→ Directions for this task: The response must contain every line below in which "collect" appears.

--- Material to process Enclosed Below ---

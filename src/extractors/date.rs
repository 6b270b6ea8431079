use chrono::{DateTime, NaiveDate, NaiveDateTime, NaiveTime, SecondsFormat, Utc};

const YEAR_FIRST_DATETIME_FORMATS: &[&str] = &[
    "%Y-%m-%dT%H:%M:%S%.f",
    "%Y-%m-%dT%H:%M",
    "%Y-%m-%d %H:%M:%S",
    "%Y-%m-%d %H:%M",
    "%Y/%m/%d %H:%M:%S",
];

const YEAR_FIRST_DATE_FORMATS: &[&str] = &["%Y-%m-%d", "%Y/%m/%d", "%Y.%m.%d"];

const TIME_OF_DAY_FORMATS: &[&str] = &["%H:%M:%S", "%H:%M:%S%.f", "%H:%M", "%I:%M:%S %p", "%I:%M %p"];

// %b also accepts full month names when parsing.
const NAMED_MONTH_FORMATS: &[&str] = &[
    "%d %b %Y",
    "%d-%b-%Y",
    "%d %b, %Y",
    "%b %d, %Y",
    "%b %d %Y",
];

/// A canonical instant plus whether it came from the input or from the
/// "now" fallback.
#[derive(Debug, Clone, Copy, PartialEq, Eq)]
pub struct NormalizedDate {
    pub timestamp: DateTime<Utc>,
    pub parsed: bool,
}

/// Normalize a free-form date cell against the current clock.
///
/// Never fails: unparseable or empty input resolves to the current instant
/// with `parsed == false`. Callers that sort or filter on the result must
/// check that flag, since a fallback instant looks like any other.
pub fn normalize_date(raw: &str) -> NormalizedDate {
    normalize_date_at(raw, Utc::now())
}

/// Same as [`normalize_date`] with an explicit fallback instant.
pub fn normalize_date_at(raw: &str, now: DateTime<Utc>) -> NormalizedDate {
    let value = raw.trim();

    let parsed = if value.is_empty() {
        None
    } else {
        parse_generic(value).or_else(|| parse_day_month_year(value))
    };

    match parsed {
        Some(timestamp) => NormalizedDate {
            timestamp,
            parsed: true,
        },
        None => NormalizedDate {
            timestamp: now,
            parsed: false,
        },
    }
}

/// Render a timestamp as `YYYY-MM-DDTHH:MM:SS.mmmZ`.
pub fn format_timestamp(timestamp: &DateTime<Utc>) -> String {
    timestamp.to_rfc3339_opts(SecondsFormat::Millis, true)
}

fn at_midnight(date: NaiveDate) -> Option<DateTime<Utc>> {
    date.and_hms_opt(0, 0, 0).map(|dt| dt.and_utc())
}

fn starts_with_four_digit_year(value: &str) -> bool {
    let bytes = value.as_bytes();
    bytes.len() >= 4
        && bytes[..4].iter().all(u8::is_ascii_digit)
        && bytes.get(4).map_or(true, |b| !b.is_ascii_digit())
}

/// Unambiguous textual formats: RFC 3339, RFC 2822, year-first numeric
/// dates and dates with a month name.
fn parse_generic(value: &str) -> Option<DateTime<Utc>> {
    if let Ok(dt) = DateTime::parse_from_rfc3339(value) {
        return Some(dt.with_timezone(&Utc));
    }
    if let Ok(dt) = DateTime::parse_from_rfc2822(value) {
        return Some(dt.with_timezone(&Utc));
    }

    // Without this guard "01-02-03" would parse as the year 1.
    if starts_with_four_digit_year(value) {
        for format in YEAR_FIRST_DATETIME_FORMATS {
            if let Ok(dt) = NaiveDateTime::parse_from_str(value, format) {
                return Some(dt.and_utc());
            }
        }
        for format in YEAR_FIRST_DATE_FORMATS {
            if let Ok(date) = NaiveDate::parse_from_str(value, format) {
                return at_midnight(date);
            }
        }
    }

    NAMED_MONTH_FORMATS
        .iter()
        .find_map(|format| NaiveDate::parse_from_str(value, format).ok())
        .and_then(at_midnight)
}

/// `DD-MM-YYYY`, `DD/MM/YY`, `DD.MM.YYYY` and friends, optionally followed
/// by a time of day. Two-digit years are read as 20YY. Each date part only
/// needs to start with digits; a time that cannot be read leaves the date at
/// midnight.
fn parse_day_month_year(value: &str) -> Option<DateTime<Utc>> {
    let (date_part, time_part) = match value.split_once(char::is_whitespace) {
        Some((date, time)) => (date, time.trim()),
        None => (value, ""),
    };

    let parts: Vec<&str> = date_part.split(['-', '/', '.']).map(str::trim).collect();
    if parts.len() != 3 {
        return None;
    }

    let day: u32 = leading_number(parts[0])?;
    let month: u32 = leading_number(parts[1])?;
    let year: i32 = leading_number(parts[2])?;
    let full_year = if year < 100 { 2000 + year } else { year };

    let date = NaiveDate::from_ymd_opt(full_year, month, day)?;
    let time = parse_time_of_day(time_part).unwrap_or(NaiveTime::MIN);
    Some(date.and_time(time).and_utc())
}

fn leading_number<T: std::str::FromStr>(part: &str) -> Option<T> {
    let end = part
        .find(|c: char| !c.is_ascii_digit())
        .unwrap_or(part.len());
    part[..end].parse().ok()
}

fn parse_time_of_day(value: &str) -> Option<NaiveTime> {
    if value.is_empty() {
        return None;
    }
    TIME_OF_DAY_FORMATS
        .iter()
        .find_map(|format| NaiveTime::parse_from_str(value, format).ok())
}
//! `log` facade backed by `log4rs`.

mod consts;

pub use consts::*;

use crate::foundation::{MixError, Result};
use log::LevelFilter;
use log4rs::{
    append::{
        console::{ConsoleAppender, Target},
        rolling_file::{
            policy::compound::{roll::fixed_window::FixedWindowRoller, trigger::size::SizeTrigger, CompoundPolicy},
            RollingFileAppender,
        },
    },
    config::{Appender, Logger, Root},
    encode::pattern::PatternEncoder,
    filter::threshold::ThresholdFilter,
    Config,
};
use std::io::IsTerminal;
use std::path::{Path, PathBuf};

const CONSOLE_APPENDER: &str = "stderr";
const LOG_FILE_APPENDER: &str = "log_file";
const ERR_LOG_FILE_APPENDER: &str = "err_log_file";

/// Install the global logger.
///
/// `filters` is a comma list: a bare level applies to our own crates (default `info`),
/// `module=level` adds or overrides a module, `root=level` opts every other crate in.
/// With `log_dir` set, a rolling log file and a warn-only error file are written there.
///
/// A logger installed earlier in the process is left in place.
pub fn init_logger(log_dir: Option<&str>, filters: &str) -> Result<()> {
    let app_level = parse_app_level(filters);
    let root_level = parse_root_override(filters).unwrap_or(LevelFilter::Off);
    let module_levels = parse_module_levels(filters);

    let console_pattern = if std::io::stderr().is_terminal() { LOG_LINE_PATTERN_COLORED } else { LOG_LINE_PATTERN };
    let console = ConsoleAppender::builder().target(Target::Stderr).encoder(Box::new(PatternEncoder::new(console_pattern))).build();

    let mut config_builder = Config::builder().appender(Appender::builder().build(CONSOLE_APPENDER, Box::new(console)));
    let mut root_appenders: Vec<&str> = vec![CONSOLE_APPENDER];

    if let Some(dir) = log_dir.map(str::trim).filter(|dir| !dir.is_empty()) {
        let dir = Path::new(dir);
        let file_appender = rolling_appender(dir, LOG_FILE_NAME)?;
        config_builder = config_builder.appender(Appender::builder().build(LOG_FILE_APPENDER, Box::new(file_appender)));
        root_appenders.push(LOG_FILE_APPENDER);

        let err_file_appender = rolling_appender(dir, ERR_LOG_FILE_NAME)?;
        config_builder = config_builder.appender(
            Appender::builder()
                .filter(Box::new(ThresholdFilter::new(LevelFilter::Warn)))
                .build(ERR_LOG_FILE_APPENDER, Box::new(err_file_appender)),
        );
        root_appenders.push(ERR_LOG_FILE_APPENDER);
    }

    let appender_names: Vec<String> = root_appenders.iter().map(|name| (*name).to_string()).collect();

    for crate_name in WHITELISTED_CRATES {
        if !module_levels.iter().any(|(module, _)| module == crate_name) {
            config_builder = config_builder
                .logger(Logger::builder().appenders(appender_names.clone()).additive(false).build(*crate_name, app_level));
        }
    }
    for (module, level) in &module_levels {
        config_builder =
            config_builder.logger(Logger::builder().appenders(appender_names.clone()).additive(false).build(module, *level));
    }

    let config = config_builder
        .build(Root::builder().appenders(root_appenders).build(root_level))
        .map_err(|err| MixError::ConfigError(format!("logger config: {err}")))?;
    let _ = log4rs::init_config(config);
    Ok(())
}

fn rolling_appender(dir: &Path, file_name: &str) -> Result<RollingFileAppender> {
    let archive_pattern: PathBuf = dir.join(format!("{file_name}.{{}}.gz"));
    let pattern = archive_pattern
        .to_str()
        .ok_or_else(|| MixError::ConfigError(format!("log directory is not valid UTF-8: {}", dir.display())))?;
    let roller = FixedWindowRoller::builder()
        .base(1)
        .build(pattern, LOG_FILE_MAX_ROLLS)
        .map_err(|err| MixError::ConfigError(format!("log roller: {err}")))?;
    let policy = CompoundPolicy::new(Box::new(SizeTrigger::new(LOG_FILE_MAX_SIZE)), Box::new(roller));
    Ok(RollingFileAppender::builder()
        .encoder(Box::new(PatternEncoder::new(LOG_LINE_PATTERN)))
        .build(dir.join(file_name), Box::new(policy))?)
}

fn parse_app_level(filters: &str) -> LevelFilter {
    filters
        .split(',')
        .map(str::trim)
        .filter(|part| !part.is_empty() && !part.contains('='))
        .find_map(|part| part.parse().ok())
        .unwrap_or(LevelFilter::Info)
}

fn parse_root_override(filters: &str) -> Option<LevelFilter> {
    filters.split(',').filter_map(|part| part.trim().split_once('=')).find_map(|(module, level)| {
        if module.trim() != "root" {
            return None;
        }
        level.trim().parse().ok()
    })
}

fn parse_module_levels(filters: &str) -> Vec<(String, LevelFilter)> {
    let mut result = Vec::new();
    for part in filters.split(',') {
        let Some((module, level)) = part.trim().split_once('=') else {
            continue;
        };
        let module = module.trim();
        if module.is_empty() || module == "root" {
            continue;
        }
        if let Ok(level) = level.trim().parse() {
            result.push((module.to_string(), level));
        }
    }
    result
}
// Public crate surface is organized by layer: `domain`, `infrastructure`, `application`, `foundation`.
pub mod application;
pub mod domain;
pub mod foundation;
pub mod infrastructure;
pub use foundation::{MixError, Result};
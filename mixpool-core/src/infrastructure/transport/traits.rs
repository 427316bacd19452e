use crate::foundation::{PeerId, Result};
use crate::domain::ProtocolMessage;
use async_trait::async_trait;
use futures_util::stream::BoxStream;
use futures_util::StreamExt;

pub use crate::infrastructure::transport::messages::MessageEnvelope;

/// Inbound envelopes addressed to this node, direct or broadcast.
pub struct TransportSubscription {
    inner: BoxStream<'static, Result<MessageEnvelope>>,
}

impl TransportSubscription {
    pub fn new(inner: BoxStream<'static, Result<MessageEnvelope>>) -> Self {
        Self { inner }
    }

    pub async fn next(&mut self) -> Option<Result<MessageEnvelope>> {
        self.inner.next().await
    }
}

#[async_trait]
pub trait Transport: Send + Sync {
    fn local_peer_id(&self) -> &PeerId;
    async fn send(&self, peer: &PeerId, message: ProtocolMessage) -> Result<()>;
    /// Deliver to every other peer.
    async fn broadcast(&self, message: ProtocolMessage) -> Result<()>;
    async fn subscribe(&self) -> Result<TransportSubscription>;
}
use secp256k1::Error as SecpError;
use std::io;
use thiserror::Error;

#[derive(Debug, Clone, Copy, PartialEq, Eq)]
pub enum ErrorCode {
    UnknownDenomination,
    InvalidStateTransition,
    WrongRole,
    NoActiveCoordinator,
    CoordinatorNotFound,
    SigningFailed,
    SignatureVerificationFailed,
    InvalidPublicKey,
    CryptoError,
    SerializationError,
    EncodingError,
    TransportError,
    LockPoisoned,
    ConfigError,
    StorageError,
    Message,
}

#[derive(Debug, Clone)]
pub struct ErrorContext {
    pub code: ErrorCode,
    pub message: String,
}

#[derive(Debug, Error)]
pub enum MixError {
    #[error("amount {amount} matches no denomination")]
    UnknownDenomination { amount: u64 },

    #[error("invalid state transition: {from} -> {to}")]
    InvalidStateTransition { from: String, to: String },

    #[error("operation {operation} not available in {role} mode")]
    WrongRole { operation: String, role: String },

    #[error("no active coordinator identity")]
    NoActiveCoordinator,

    #[error("coordinator not found in directory: {0}")]
    CoordinatorNotFound(String),

    #[error("signing failed: {0}")]
    SigningFailed(String),

    #[error("signature verification failed: {0}")]
    SignatureVerificationFailed(String),

    #[error("invalid public key: {0}")]
    InvalidPublicKey(String),

    #[error("crypto error during {operation}: {details}")]
    CryptoError { operation: String, details: String },

    #[error("{format} serialization error: {details}")]
    SerializationError { format: String, details: String },

    #[error("encoding error: {0}")]
    EncodingError(String),

    #[error("transport error during {operation}: {details}")]
    TransportError { operation: String, details: String },

    #[error("lock poisoned: {0}")]
    LockPoisoned(String),

    #[error("configuration error: {0}")]
    ConfigError(String),

    #[error("storage error during {operation}: {details}")]
    StorageError { operation: String, details: String },

    #[error("{0}")]
    Message(String),
}

pub type Result<T> = std::result::Result<T, MixError>;

impl MixError {
    pub fn code(&self) -> ErrorCode {
        match self {
            MixError::UnknownDenomination { .. } => ErrorCode::UnknownDenomination,
            MixError::InvalidStateTransition { .. } => ErrorCode::InvalidStateTransition,
            MixError::WrongRole { .. } => ErrorCode::WrongRole,
            MixError::NoActiveCoordinator => ErrorCode::NoActiveCoordinator,
            MixError::CoordinatorNotFound(_) => ErrorCode::CoordinatorNotFound,
            MixError::SigningFailed(_) => ErrorCode::SigningFailed,
            MixError::SignatureVerificationFailed(_) => ErrorCode::SignatureVerificationFailed,
            MixError::InvalidPublicKey(_) => ErrorCode::InvalidPublicKey,
            MixError::CryptoError { .. } => ErrorCode::CryptoError,
            MixError::SerializationError { .. } => ErrorCode::SerializationError,
            MixError::EncodingError(_) => ErrorCode::EncodingError,
            MixError::TransportError { .. } => ErrorCode::TransportError,
            MixError::LockPoisoned(_) => ErrorCode::LockPoisoned,
            MixError::ConfigError(_) => ErrorCode::ConfigError,
            MixError::StorageError { .. } => ErrorCode::StorageError,
            MixError::Message(_) => ErrorCode::Message,
        }
    }

    pub fn context(&self) -> ErrorContext {
        ErrorContext { code: self.code(), message: self.to_string() }
    }

    pub fn transport(operation: impl Into<String>, details: impl ToString) -> Self {
        MixError::TransportError { operation: operation.into(), details: details.to_string() }
    }

    pub fn wrong_role(operation: impl Into<String>, role: impl ToString) -> Self {
        MixError::WrongRole { operation: operation.into(), role: role.to_string() }
    }
}

impl From<hex::FromHexError> for MixError {
    fn from(err: hex::FromHexError) -> Self {
        MixError::EncodingError(format!("hex decode error: {}", err))
    }
}

impl From<toml::de::Error> for MixError {
    fn from(err: toml::de::Error) -> Self {
        MixError::ConfigError(format!("TOML parsing error: {}", err))
    }
}

impl From<toml::ser::Error> for MixError {
    fn from(err: toml::ser::Error) -> Self {
        MixError::SerializationError { format: "toml".to_string(), details: err.to_string() }
    }
}

impl From<figment::Error> for MixError {
    fn from(err: figment::Error) -> Self {
        MixError::ConfigError(format!("config extraction failed: {}", err))
    }
}

impl From<bincode::Error> for MixError {
    fn from(err: bincode::Error) -> Self {
        MixError::SerializationError { format: "bincode".to_string(), details: err.to_string() }
    }
}

#[macro_export]
macro_rules! serde_err {
    ($fmt:expr, $err:expr) => {
        $crate::foundation::MixError::SerializationError { format: $fmt.into(), details: $err.to_string() }
    };
}

impl From<io::Error> for MixError {
    fn from(err: io::Error) -> Self {
        MixError::StorageError { operation: "io".to_string(), details: err.to_string() }
    }
}

impl From<serde_json::Error> for MixError {
    fn from(err: serde_json::Error) -> Self {
        MixError::SerializationError { format: "json".to_string(), details: err.to_string() }
    }
}

impl From<SecpError> for MixError {
    fn from(err: SecpError) -> Self {
        MixError::CryptoError { operation: "secp256k1".to_string(), details: err.to_string() }
    }
}
mod memory;

pub use memory::MemoryLedger;
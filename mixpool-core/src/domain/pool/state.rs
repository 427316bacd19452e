use serde::{Deserialize, Serialize};
use std::fmt;

#[derive(Clone, Copy, Debug, Default, PartialEq, Eq, Hash, Serialize, Deserialize)]
#[repr(u8)]
pub enum PoolState {
    #[default]
    Unknown = 0,
    Idle = 1,
    Queue = 2,
    AcceptingEntries = 3,
    FinalizeTransaction = 4,
    Signing = 5,
    Transmission = 6,
    Error = 7,
    Success = 8,
}

impl PoolState {
    /// Forward-only moves within a round; any active state may fail into `Error`.
    ///
    /// Returning to `Idle` is a reset and never goes through this table.
    pub fn can_transition_to(self, target: PoolState) -> bool {
        use PoolState::*;
        match (self, target) {
            (Unknown, Idle) | (Idle, Queue) | (Transmission, Success) => true,
            (from, Error) => from.is_active(),
            (from, to) if from.is_active() && to.is_active() => to.rank() > from.rank(),
            _ => false,
        }
    }

    /// A round is in progress.
    pub fn is_active(self) -> bool {
        matches!(
            self,
            PoolState::Queue
                | PoolState::AcceptingEntries
                | PoolState::FinalizeTransaction
                | PoolState::Signing
                | PoolState::Transmission
        )
    }

    pub fn is_terminal(self) -> bool {
        matches!(self, PoolState::Error | PoolState::Success)
    }

    pub fn is_before_signing(self) -> bool {
        matches!(self, PoolState::Queue | PoolState::AcceptingEntries | PoolState::FinalizeTransaction)
    }

    fn rank(self) -> u8 {
        self as u8
    }
}

impl fmt::Display for PoolState {
    fn fmt(&self, f: &mut fmt::Formatter<'_>) -> fmt::Result {
        let name = match self {
            PoolState::Unknown => "unknown",
            PoolState::Idle => "idle",
            PoolState::Queue => "queue",
            PoolState::AcceptingEntries => "accepting_entries",
            PoolState::FinalizeTransaction => "finalize_transaction",
            PoolState::Signing => "signing",
            PoolState::Transmission => "transmission",
            PoolState::Error => "error",
            PoolState::Success => "success",
        };
        f.write_str(name)
    }
}

#[derive(Clone, Copy, Debug, Default, PartialEq, Eq, Serialize, Deserialize)]
#[serde(rename_all = "snake_case")]
pub enum PoolRole {
    #[default]
    Client,
    Coordinator,
}

impl fmt::Display for PoolRole {
    fn fmt(&self, f: &mut fmt::Formatter<'_>) -> fmt::Result {
        match self {
            PoolRole::Client => f.write_str("client"),
            PoolRole::Coordinator => f.write_str("coordinator"),
        }
    }
}

/// Verdict a coordinator attaches to a status update.
#[derive(Clone, Copy, Debug, PartialEq, Eq, Serialize, Deserialize)]
pub enum StatusAccepted {
    Rejected,
    Accepted,
    /// Plain state broadcast, not a reply to a request.
    Reset,
}
use crate::domain::entry::Entry;
use crate::domain::pool::config::PoolConfig;
use crate::domain::pool::state::PoolState;
use crate::domain::tx::Transaction;
use log::{debug, info};
use rand::RngCore;

/// Decides which collaterals to burn after a failed or finished round.
#[derive(Clone, Debug, PartialEq, Eq)]
pub struct MisbehaviorPenalizer {
    charge_fees_percent: u32,
    random_fee_percent: u32,
    max_pool_transactions: usize,
}

impl MisbehaviorPenalizer {
    pub fn new(charge_fees_percent: u32, random_fee_percent: u32, max_pool_transactions: usize) -> Self {
        Self { charge_fees_percent, random_fee_percent, max_pool_transactions }
    }

    pub fn from_config(config: &PoolConfig) -> Self {
        Self::new(config.charge_fees_percent, config.random_fee_percent, config.max_pool_transactions)
    }

    /// Collaterals of participants that stalled the round in `state`, one per offence.
    ///
    /// While accepting entries an offence is a join without an entry; while signing it is an unsigned input.
    pub fn offenders(state: PoolState, collaterals: &[Transaction], entries: &[Entry]) -> Vec<Transaction> {
        match state {
            PoolState::AcceptingEntries => collaterals
                .iter()
                .filter(|collateral| !entries.iter().any(|entry| entry.collateral() == *collateral))
                .cloned()
                .collect(),
            PoolState::Signing => entries
                .iter()
                .flat_map(|entry| std::iter::repeat(entry.collateral().clone()).take(entry.unsigned_inputs()))
                .collect(),
            _ => Vec::new(),
        }
    }

    /// Pick at most one offender to charge.
    ///
    /// Charging is probabilistic, and is skipped entirely when (nearly) every participant offended.
    pub fn charge_fees(
        &self,
        state: PoolState,
        collaterals: &[Transaction],
        entries: &[Entry],
        rng: &mut (dyn RngCore + Send),
    ) -> Option<Transaction> {
        if roll(rng) > self.charge_fees_percent {
            return None;
        }
        let offenders = Self::offenders(state, collaterals, entries);
        if offenders.is_empty() {
            return None;
        }
        let offences = offenders.len();
        debug!("uncooperative participants found state={} offences={}", state, offences);

        if offences >= self.max_pool_transactions.saturating_sub(1) && roll(rng) > self.charge_fees_percent {
            return None;
        }
        if offences >= self.max_pool_transactions {
            return None;
        }
        let target = if offences > 1 { 50 } else { 0 };
        if roll(rng) > target {
            info!("charging uncooperative participant state={} offences={}", state, offences);
            return offenders.into_iter().next();
        }
        None
    }

    /// Burn each collateral with `random_fee_percent` chance, so penalty burns do not stand out.
    pub fn charge_random_fees(&self, collaterals: &[Transaction], rng: &mut (dyn RngCore + Send)) -> Vec<Transaction> {
        collaterals.iter().filter(|_| roll(rng) <= self.random_fee_percent).cloned().collect()
    }
}

fn roll(rng: &mut (dyn RngCore + Send)) -> u32 {
    rng.next_u32() % 100
}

--- End of Enclosed Material to process ---

→ Exercise output:
    let parts: Vec<&str> = date_part.split(['-', '/', '.']).map(str::trim).collect();
    let appender_names: Vec<String> = root_appenders.iter().map(|name| (*name).to_string()).collect();
                .collect(),
                .collect(),
        collaterals.iter().filter(|_| roll(rng) <= self.random_fee_percent).cloned().collect()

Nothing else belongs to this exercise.